You make it sound as if Jobs and co. really *wanted* DRM-free music in their store.  Don't forget that every DRM-encoded song bought in iTunes would *only* play on an iPod or on a computer with iTunes on it.  Apple used DRM to their advantage and would still be doing so if the mp3-buying public hadn't finally realized why DRM is so annoying.

nintendodork

Quote from: Jedi QuestMaster on April 21, 2009, 12:05:19 am
They're doing that now? :o

Are you sure it's not the other way around & them selling songs for less because they sell less? I can see some sense in that...
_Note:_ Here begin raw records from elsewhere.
//! `.dvpl` lite files: one compressed file with a trailing footer.
//!
//! The pack store keeps every downloaded file in this form, exactly as it
//! was stored in the superpack plus a 20-byte footer, so a store entry can
//! be validated without decompressing it.

use binrw::{BinRead, BinWrite};
use std::fs::{File, OpenOptions};
use std::io::{Cursor, Read, Seek, SeekFrom, Write};
use std::path::Path;

use super::{codec, ArchiveError, CompressionType};
use crate::hash::crc32;

/// Trailing marker of lite files.
pub const LITE_MARKER: [u8; 4] = *b"DVPL";

/// Size of [`LiteFooter`] on disk.
pub const LITE_FOOTER_SIZE: u64 = 20;

#[derive(Debug, Clone, Copy, PartialEq, Eq, BinRead, BinWrite)]
#[brw(little)]
pub struct LiteFooter {
    pub original_size: u32,
    pub compressed_size: u32,
    pub compressed_crc32: u32,
    pub compression_type: u32,
    pub marker: [u8; 4],
}

impl LiteFooter {
    pub fn new(
        original_size: u32,
        compressed_size: u32,
        compressed_crc32: u32,
        compression: CompressionType,
    ) -> Self {
        Self {
            original_size,
            compressed_size,
            compressed_crc32,
            compression_type: compression as u32,
            marker: LITE_MARKER,
        }
    }

    fn parse(bytes: &[u8]) -> Result<Self, ArchiveError> {
        let footer = LiteFooter::read(&mut Cursor::new(bytes))
            .map_err(|e| ArchiveError::Malformed(format!("lite footer: {}", e)))?;
        if footer.marker != LITE_MARKER {
            return Err(ArchiveError::BadMarker {
                expected: LITE_MARKER,
                found: footer.marker,
            });
        }
        CompressionType::from_u32(footer.compression_type)?;
        Ok(footer)
    }

    fn to_bytes(&self) -> Vec<u8> {
        let mut cursor = Cursor::new(Vec::with_capacity(LITE_FOOTER_SIZE as usize));
        // Writing plain integers into a Vec cannot fail
        let _ = self.write(&mut cursor);
        cursor.into_inner()
    }

    pub fn compression(&self) -> CompressionType {
        CompressionType::from_u32(self.compression_type).unwrap_or(CompressionType::None)
    }
}

/// Read and sanity-check the footer of a lite file without reading its body.
pub fn read_footer(path: &Path) -> Result<LiteFooter, ArchiveError> {
    let mut file = File::open(path)?;
    let len = file.metadata()?.len();
    if len < LITE_FOOTER_SIZE {
        return Err(ArchiveError::Truncated {
            needed: LITE_FOOTER_SIZE,
            available: len,
        });
    }

    file.seek(SeekFrom::Start(len - LITE_FOOTER_SIZE))?;
    let mut buf = [0u8; LITE_FOOTER_SIZE as usize];
    file.read_exact(&mut buf)?;
    let footer = LiteFooter::parse(&buf)?;

    if footer.compressed_size as u64 + LITE_FOOTER_SIZE != len {
        return Err(ArchiveError::Malformed(format!(
            "{}: body is {} bytes, footer says {}",
            path.display(),
            len - LITE_FOOTER_SIZE,
            footer.compressed_size
        )));
    }
    Ok(footer)
}

/// Append a footer to a file holding exactly the compressed body.
pub fn append_footer(path: &Path, footer: &LiteFooter) -> Result<(), ArchiveError> {
    let mut file = OpenOptions::new().append(true).open(path)?;
    file.write_all(&footer.to_bytes())?;
    file.sync_all()?;
    Ok(())
}

/// Compress `data` and write it as a lite file.
pub fn write(path: &Path, data: &[u8], compression: CompressionType) -> Result<LiteFooter, ArchiveError> {
    let body = codec::compress(compression, data)?;
    let footer = LiteFooter::new(data.len() as u32, body.len() as u32, crc32(&body), compression);
    let mut file = File::create(path)?;
    file.write_all(&body)?;
    file.write_all(&footer.to_bytes())?;
    Ok(footer)
}

/// Verify and decompress a lite file.
pub fn load(path: &Path) -> Result<Vec<u8>, ArchiveError> {
    let bytes = std::fs::read(path)?;
    if (bytes.len() as u64) < LITE_FOOTER_SIZE {
        return Err(ArchiveError::Truncated {
            needed: LITE_FOOTER_SIZE,
            available: bytes.len() as u64,
        });
    }
    let split = bytes.len() - LITE_FOOTER_SIZE as usize;
    let footer = LiteFooter::parse(&bytes[split..])?;
    let body = &bytes[..split];

    if body.len() != footer.compressed_size as usize {
        return Err(ArchiveError::Malformed(format!(
            "{}: body is {} bytes, footer says {}",
            path.display(),
            body.len(),
            footer.compressed_size
        )));
    }
    let actual = crc32(body);
    if actual != footer.compressed_crc32 {
        return Err(ArchiveError::CrcMismatch {
            what: "lite body",
            expected: footer.compressed_crc32,
            actual,
        });
    }

    codec::decompress(footer.compression(), body, footer.original_size as usize)
}

#[cfg(test)]
mod tests {
    use super::*;
    use tempfile::TempDir;

    #[test]
    fn test_write_then_load() -> anyhow::Result<()> {
        let dir = TempDir::new()?;
        let path = dir.path().join("font.fnt.dvpl");
        let data = b"glyph table ".repeat(200);

        let written = write(&path, &data, CompressionType::Lz4Hc)?;
        assert_eq!(read_footer(&path)?, written);
        assert_eq!(load(&path)?, data);
        Ok(())
    }

    #[test]
    fn test_append_footer_to_downloaded_body() -> anyhow::Result<()> {
        let dir = TempDir::new()?;
        let path = dir.path().join("a.txt.dvpl");
        let data = b"deflated body ".repeat(50);
        let body = codec::compress(CompressionType::Rfc1951, &data)?;
        std::fs::write(&path, &body)?;

        let footer = LiteFooter::new(
            data.len() as u32,
            body.len() as u32,
            crc32(&body),
            CompressionType::Rfc1951,
        );
        append_footer(&path, &footer)?;
        assert_eq!(load(&path)?, data);
        Ok(())
    }

    #[test]
    fn test_damaged_files_are_rejected() -> anyhow::Result<()> {
        let dir = TempDir::new()?;
        let path = dir.path().join("b.dvpl");
        write(&path, b"0123456789abcdef", CompressionType::None)?;

        let mut bytes = std::fs::read(&path)?;
        bytes[0] ^= 0x55;
        std::fs::write(&path, &bytes)?;
        assert!(matches!(load(&path), Err(ArchiveError::CrcMismatch { .. })));

        std::fs::write(&path, b"short")?;
        assert!(matches!(read_footer(&path), Err(ArchiveError::Truncated { .. })));

        std::fs::write(&path, [0u8; 40])?;
        assert!(matches!(read_footer(&path), Err(ArchiveError::BadMarker { .. })));
        Ok(())
    }
}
not like I care, 'cause I use Amazon regardless.  :-\
Songs go as the following:
Indie/unheard of songs: $.69
Regular songs: $.99
Popular songs: $1.29 :o

This is, of course, based on Apple, so whatever they *think* is popular, then that's how they accordingly price it.


Also,
Quote from: UglyJoe on April 21, 2009, 09:11:49 am
Don't forget that every DRM-encoded song bought in iTunes would *only* play on an iPod or on a computer with iTunes on it. 
If you burn songs to a blank CD, then put them back on the computer, they are no longer DRM'd
I like to glitch old VHS tapes and turn them into visuals for live music events. Check out what I'm working on - www.instagram.com/tylerisneat

UglyJoe

Quote from: nintendodork on April 21, 2009, 02:47:31 pm
If you burn songs to a blank CD, then put them back on the computer, they are no longer DRM'd


Yes, but then it's no longer the same.  The quality of the audio has dropped significantly as you've recompressed a compressed song.

manuel

Yeah, but it's better than nothing.  :-\
And you'd be surprised how many people can't hear a difference (shitty speakers) or simply don't care.  :D

JC

I'm one of those people who can't hear the difference. I can tell the quality difference between something recorded in the '50s compared to something more recent, but I can't tell the difference between bit rates or whatever it's called. I'm not so interested in the details as I am in the overall composition.

UglyJoe

Yeah, I know most people can't tell the difference.  Younger generations even seem to *prefer* the overly-compressed sound:

http://www.audioholics.com/news/industry-news/kids-prefer-poor-quality-mp3

133MHz

I can hear the difference in my home stereo system or my PC speaker setup (which is no more than a common household stereo and a 3.5 mm to RCA adapter :P), but for killing time on the subway with a Chinese MP3 player and $5 earbud headphones, I can't and I don't care either. In fact I downsample the MP3s going into my portable player to be able to fit more of them in the player's limited storage space.

JC

The only thing that annoys me are those digitalized vinyl pops or a slight error in an audio file that causes something similar, even if it lasts for just a fraction of a second. (Guess this could go in the annoyances thread.) The unfortunate part of P2P downloading is that you often run into the same track, even years later, with the same error.